どんな思惑があったとしても、人間一人を死に追いやるあの手の特訓はやめさせる事を考慮すべきだ。
「……いいや、俺、続けるよ」
「ちょ、ちょっと! あんた、今日の特訓だけでも死ぬかもしれなかったのに、まだ続ける気…!?」
流石に認められないとカスミは異議を唱える。だが、タツキが彼女を制する。
「此奴の言う通りにしようや」
「でも……」
「寄り添うのも必要だけどな、見守るのも一つの手だぜ?」
「此奴の行動は其方は幾度も見てきた筈だ。付き合いの長い其方が、信じないでどうする」
「………」
トウマにも正論を諭され、カスミは静かにその場で座り込む。
「カスミ……これは俺が望んだ事なんだ。幾らお前やタケシがダメだって言おうとも、こればかりは引けない」
「……!」
「サトシ……」
「確かにイシオさんの言う通り、心が折れたらトレーナーとして死んだも同然。いつまでも一番の相棒やポケモンに触れない様じゃ、トレーナー失格だよな」
確たる決意と意志がサトシの瞳に宿している。
淡くも脆い炎が彼を突き動かしている。
自らの意思で彼は
「……分かった。だったら私達は信じるしかないじゃない、あんたが乗り越える姿を」
「確かにな」
先程までの自身を恥じ、改めて激励して促す。
「さて……今宵は遅い。明朝に備えて身体を休めるとしよう」
『さんせーい』
「ピカピーカ」
トウマが締めの言葉を括り、一同は就寝の準備を始める。
焚火の炎を消して寝袋を用意していき、それぞれ「お休み…」と寝袋に入って微睡の世界へと入っていく。
「おい……おいったら」
「なんだ」
時刻は既に深夜、サトシ達が寝静まる中……タツキがトウマに語り掛ける。
「あのおっさん……もしかして」
「やはり気付いていたか」
「そう言うお前こそ」
唯の警察官と思えぬあの厳格な振る舞い、厳しいスパルタな特訓、そして何より──彼から感じた強者特有の唯ならぬ雰囲気。

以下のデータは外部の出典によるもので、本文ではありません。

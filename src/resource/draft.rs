use crate::error::{TransportError, ValidationError};
use crate::transport::Body;

/// Encodes a create/update payload into a request body.
///
/// Implementations own the entity's field-name conventions; the generic
/// client only calls `validate` then `encode`.
pub trait Encode: Send + Sync {
    /// Required-field checks run before any request is issued.
    fn validate(&self) -> Result<(), ValidationError> {
        Ok(())
    }

    fn encode(&self) -> Result<Body, TransportError>;
}

/// Draft type for read-only resources. Uninhabited, so create and update
/// cannot be called.
#[derive(Debug, Clone, Copy, PartialEq, Eq)]
pub enum ReadOnly {}

impl Encode for ReadOnly {
    fn encode(&self) -> Result<Body, TransportError> {
        match *self {}
    }
}

/// Fail with `MissingField` when `value` is blank.
pub fn require(field: &'static str, value: &str) -> Result<(), ValidationError> {
    if value.trim().is_empty() {
        Err(ValidationError::MissingField(field))
    } else {
        Ok(())
    }
}
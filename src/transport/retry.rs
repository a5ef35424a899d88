use std::sync::Arc;

use async_trait::async_trait;
use serde_json::Value;
use tracing::debug;

use super::{Request, Transport};
use crate::error::TransportError;

/// Transport that immediately re-issues a failed request.
///
/// Only for idempotent reads (dashboard statistics): a request is attempted
/// at most `retries + 1` times with no delay in between, then the last
/// error surfaces.
#[derive(Clone)]
pub struct RetryTransport {
    inner: Arc<dyn Transport>,
    retries: u32,
}

impl RetryTransport {
    pub const DEFAULT_RETRIES: u32 = 3;

    pub fn new(inner: Arc<dyn Transport>) -> Self {
        Self {
            inner,
            retries: Self::DEFAULT_RETRIES,
        }
    }

    pub fn with_retries(mut self, retries: u32) -> Self {
        self.retries = retries;
        self
    }

    pub fn retries(&self) -> u32 {
        self.retries
    }
}

#[async_trait]
impl Transport for RetryTransport {
    async fn send(&self, request: Request) -> Result<Value, TransportError> {
        let mut remaining = self.retries;
        loop {
            match self.inner.send(request.clone()).await {
                Ok(value) => return Ok(value),
                Err(err) if remaining > 0 => {
                    remaining -= 1;
                    debug!(path = %request.path, remaining, error = %err, "retrying request");
                }
                Err(err) => return Err(err),
            }
        }
    }
}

今の状況……ポケモン・ワールド・カルナヴァルのルールに基づくならば、彼の正体にも見当がつく。
「まあ……これが試練なら、サトシ自身が気付くべきだろうな」
「嗚呼……我等はその行末を見届けるまで」
そのやり取りを最後に、二人は完全に微睡に浸っていった。